A service is mostly fast and occasionally, unpredictably, slow. The median is fine, p95 is fine, and then a thin slice of requests falls into a slow path and sits there while everything else sails through. You cannot find a bug to fix because there is no bug. The work is just sometimes slow, and the slowness is not correlated with anything you can act on in the moment.
This is the baseline the lab starts from, and it is the same downstream sampler from Post 1: most requests land near 20 ms, a small fraction take the slow path. The deterministic baseline snapshot in golden/post3/post3-baseline.csv shows exactly that personality, calm in the middle and ugly in the deep tail:
elapsed_s p50_ms p95_ms p99_ms p999_ms throughput_rps
1 20.0 29.0 34.0 1532.0 1000.0
2 20.0 28.0 36.0 972.0 1000.0
3 20.0 28.0 200.0 653.0 1000.0
4 20.0 29.0 200.0 919.0 1000.0
5 20.0 28.0 34.0 1383.0 1000.0
The throughput_rps column is the deterministic harness request rate, not a measured closed-loop throughput claim. HedgingScenario.java sets it from concurrency * 100, so this run records 10 * 100 = 1000 synthetic requests per second.

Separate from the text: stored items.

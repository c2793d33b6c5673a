//! File operations on the connected share

use super::connection::{Connection, PendingResponse};
use super::directory::{parse_directory_information, without_dot_entries, DirEntry};
use super::pipeline::{read_pipelined, write_pipelined, Packet, PacketIo, TransferLimits};
use super::SmbClient;
use crate::error::{Error, Result};
use crate::protocol::commands::{Close, Create, Open, QueryDirectory, Read, SetInfo, Write};
use crate::protocol::messages::info::{disposition_information, end_of_file_information};
use crate::protocol::messages::{FileId, FileInfoClass};
use async_trait::async_trait;
use bytes::Bytes;
use std::path::Path;
use std::sync::Arc;
use tracing::{debug, info};

/// Share-relative path with backslash separators and no outer separators
pub(crate) fn normalize_path(path: &str) -> String {
    path.replace('/', "\\").trim_matches('\\').to_string()
}

/// READ packets against one open handle
struct ReadPackets {
    connection: Connection,
    file_id: FileId,
}

#[async_trait]
impl PacketIo for ReadPackets {
    type Pending = PendingResponse<Read>;
    type Output = Bytes;

    async fn send(&self, packet: Packet) -> Result<Self::Pending> {
        let read = Read {
            file_id: self.file_id,
            offset: packet.offset,
            length: packet.length,
        };
        self.connection.send_request(read).await
    }

    async fn receive(&self, pending: Self::Pending) -> Result<Bytes> {
        pending.response().await
    }
}

/// WRITE packets of an in-memory source against one open handle
struct WritePackets {
    connection: Connection,
    file_id: FileId,
    data: Bytes,
}

#[async_trait]
impl PacketIo for WritePackets {
    type Pending = PendingResponse<Write>;
    type Output = u32;

    async fn send(&self, packet: Packet) -> Result<Self::Pending> {
        let start = packet.offset as usize;
        let write = Write {
            file_id: self.file_id,
            offset: packet.offset,
            data: self.data.slice(start..start + packet.length as usize),
        };
        self.connection.send_request(write).await
    }

    async fn receive(&self, pending: Self::Pending) -> Result<u32> {
        pending.response().await
    }
}

/// Close `file_id` whatever `outcome` was.
///
/// The operation's own error wins; a close failure after it is only logged.
async fn finish<T>(connection: &Connection, file_id: FileId, outcome: Result<T>) -> Result<T> {
    let closed = connection.request(&Close { file_id }).await;
    match (outcome, closed) {
        (Ok(value), Ok(())) => Ok(value),
        (Ok(_), Err(e)) => Err(e),
        (Err(e), Ok(())) => Err(e),
        (Err(e), Err(close_err)) => {
            debug!("Close after failed operation: {}", close_err);
            Err(e)
        }
    }
}

/// Open-then-close probe; a failure status from the server means absent
async fn probe(connection: &Connection, path: &str) -> Result<bool> {
    match connection.request(&Open::read(path)).await {
        Ok(handle) => {
            connection
                .request(&Close {
                    file_id: handle.file_id,
                })
                .await?;
            Ok(true)
        }
        Err(Error::Status { status, .. }) => {
            debug!("'{}' not accessible: {}", path, status);
            Ok(false)
        }
        Err(e) => Err(e),
    }
}

async fn list_entries(connection: &Connection, file_id: FileId) -> Result<Vec<DirEntry>> {
    let mut entries = Vec::new();
    let mut restart = true;
    while let Some(listing) = connection
        .request(&QueryDirectory { file_id, restart })
        .await?
    {
        entries.extend(parse_directory_information(&listing)?);
        restart = false;
    }
    Ok(without_dot_entries(entries))
}

impl SmbClient {
    /// Names in a directory, in server order
    pub async fn read_dir(&self, path: &str) -> Result<Vec<String>> {
        let entries = self.read_dir_verbose(path).await?;
        Ok(entries.into_iter().map(|entry| entry.name).collect())
    }

    /// Directory entries with size and last-write time
    pub async fn read_dir_verbose(&self, path: &str) -> Result<Vec<DirEntry>> {
        let connection = self.ready()?;
        let path = normalize_path(path);

        let handle = connection.request(&Open::directory(path.as_str())).await?;
        let entries = list_entries(connection, handle.file_id).await;
        let entries = finish(connection, handle.file_id, entries).await?;
        debug!("Listed {} entries in '{}'", entries.len(), path);
        Ok(entries)
    }

    /// Whole file contents
    pub async fn read_file(&self, path: &str) -> Result<Vec<u8>> {
        let connection = self.ready()?;
        let path = normalize_path(path);

        let handle = connection.request(&Open::read(path.as_str())).await?;
        let session = connection.session().await;
        let limits = TransferLimits::for_read(
            self.config.packet_concurrency,
            self.config.max_packet_size,
            session.max_read_size,
        );
        let io = Arc::new(ReadPackets {
            connection: connection.clone(),
            file_id: handle.file_id,
        });

        let data = read_pipelined(io, handle.end_of_file, limits).await;
        let data = finish(connection, handle.file_id, data).await?;
        info!("Read {} bytes from '{}'", data.len(), path);
        Ok(data)
    }

    /// Upload a local file to a new remote file
    pub async fn write_file(&self, local: impl AsRef<Path>, remote: &str) -> Result<u64> {
        // Checked before any local I/O
        self.ready()?;
        let data = tokio::fs::read(local.as_ref()).await?;
        self.write_bytes(remote, data).await
    }

    /// Create `remote` holding `data`; the file must not exist yet
    pub async fn write_bytes(&self, remote: &str, data: impl Into<Bytes>) -> Result<u64> {
        let connection = self.ready()?;
        let path = normalize_path(remote);
        let data = data.into();

        if probe(connection, &path).await? {
            return Err(Error::AlreadyExists(path));
        }

        let handle = connection.request(&Create::new(path.as_str())).await?;
        let written = self.fill(connection, handle.file_id, data).await;
        let written = finish(connection, handle.file_id, written).await?;
        info!("Wrote {} bytes to '{}'", written, path);
        Ok(written)
    }

    async fn fill(&self, connection: &Connection, file_id: FileId, data: Bytes) -> Result<u64> {
        let total = data.len() as u64;
        connection
            .request(&SetInfo {
                file_id,
                class: FileInfoClass::EndOfFileInformation,
                buffer: end_of_file_information(total),
            })
            .await?;

        let session = connection.session().await;
        let limits = TransferLimits::for_write(
            self.config.packet_concurrency,
            self.config.max_packet_size,
            session.max_write_size,
        );
        let io = Arc::new(WritePackets {
            connection: connection.clone(),
            file_id,
            data,
        });
        write_pipelined(io, total, limits).await
    }

    /// Whether `path` can be opened; server refusals count as absent
    pub async fn file_exists(&self, path: &str) -> Result<bool> {
        let connection = self.ready()?;
        probe(connection, &normalize_path(path)).await
    }

    /// Delete a file; it must exist
    pub async fn unlink_file(&self, path: &str) -> Result<()> {
        let connection = self.ready()?;
        let path = normalize_path(path);

        if !probe(connection, &path).await? {
            return Err(Error::FileNotFound(path));
        }

        let handle = connection.request(&Open::delete(path.as_str())).await?;
        let marked = connection
            .request(&SetInfo {
                file_id: handle.file_id,
                class: FileInfoClass::DispositionInformation,
                buffer: disposition_information(true),
            })
            .await;
        finish(connection, handle.file_id, marked).await?;
        info!("Deleted '{}'", path);
        Ok(())
    }
}

#[cfg(test)]
mod tests {
    use super::*;
    use crate::client::{ClientConfig, ConnectionState};

    #[test]
    fn test_normalize_path() {
        assert_eq!(normalize_path("/dir/file.txt"), r"dir\file.txt");
        assert_eq!(normalize_path(r"\dir\sub\"), r"dir\sub");
        assert_eq!(normalize_path("plain"), "plain");
        assert_eq!(normalize_path("/"), "");
        assert_eq!(normalize_path(""), "");
    }

    #[tokio::test]
    async fn test_verbs_require_connection() {
        let client = SmbClient::new(ClientConfig::new(r"\\host\share")).unwrap();
        assert_eq!(client.state(), ConnectionState::Disconnected);
        assert!(matches!(
            client.read_file("a.txt").await,
            Err(Error::InvalidState(_))
        ));
        assert!(matches!(
            client.write_file("/definitely/not/here", "b").await,
            Err(Error::InvalidState(_))
        ));
        assert!(matches!(
            client.file_exists("a").await,
            Err(Error::InvalidState(_))
        ));
    }

    #[test]
    fn test_bad_share_rejected_up_front() {
        assert!(matches!(
            SmbClient::new(ClientConfig::new("host/share")),
            Err(Error::InvalidShare(_))
        ));
    }
}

Hedging is the obvious move here. If a request has not answered by some deadline, send a second copy and take whichever comes back first. The slow path on one attempt is usually independent of the slow path on a retry, so a duplicate often finishes while the original is still stuck.
The technique is real and it works. The interesting part of this post is not that it works. It is what it costs, and the two ways teams get the cost wrong.
The cost table is the reason this experiment exists. Hedging changes the tail by spending duplicate work, so the duplicate work has to be measured next to the tail improvement.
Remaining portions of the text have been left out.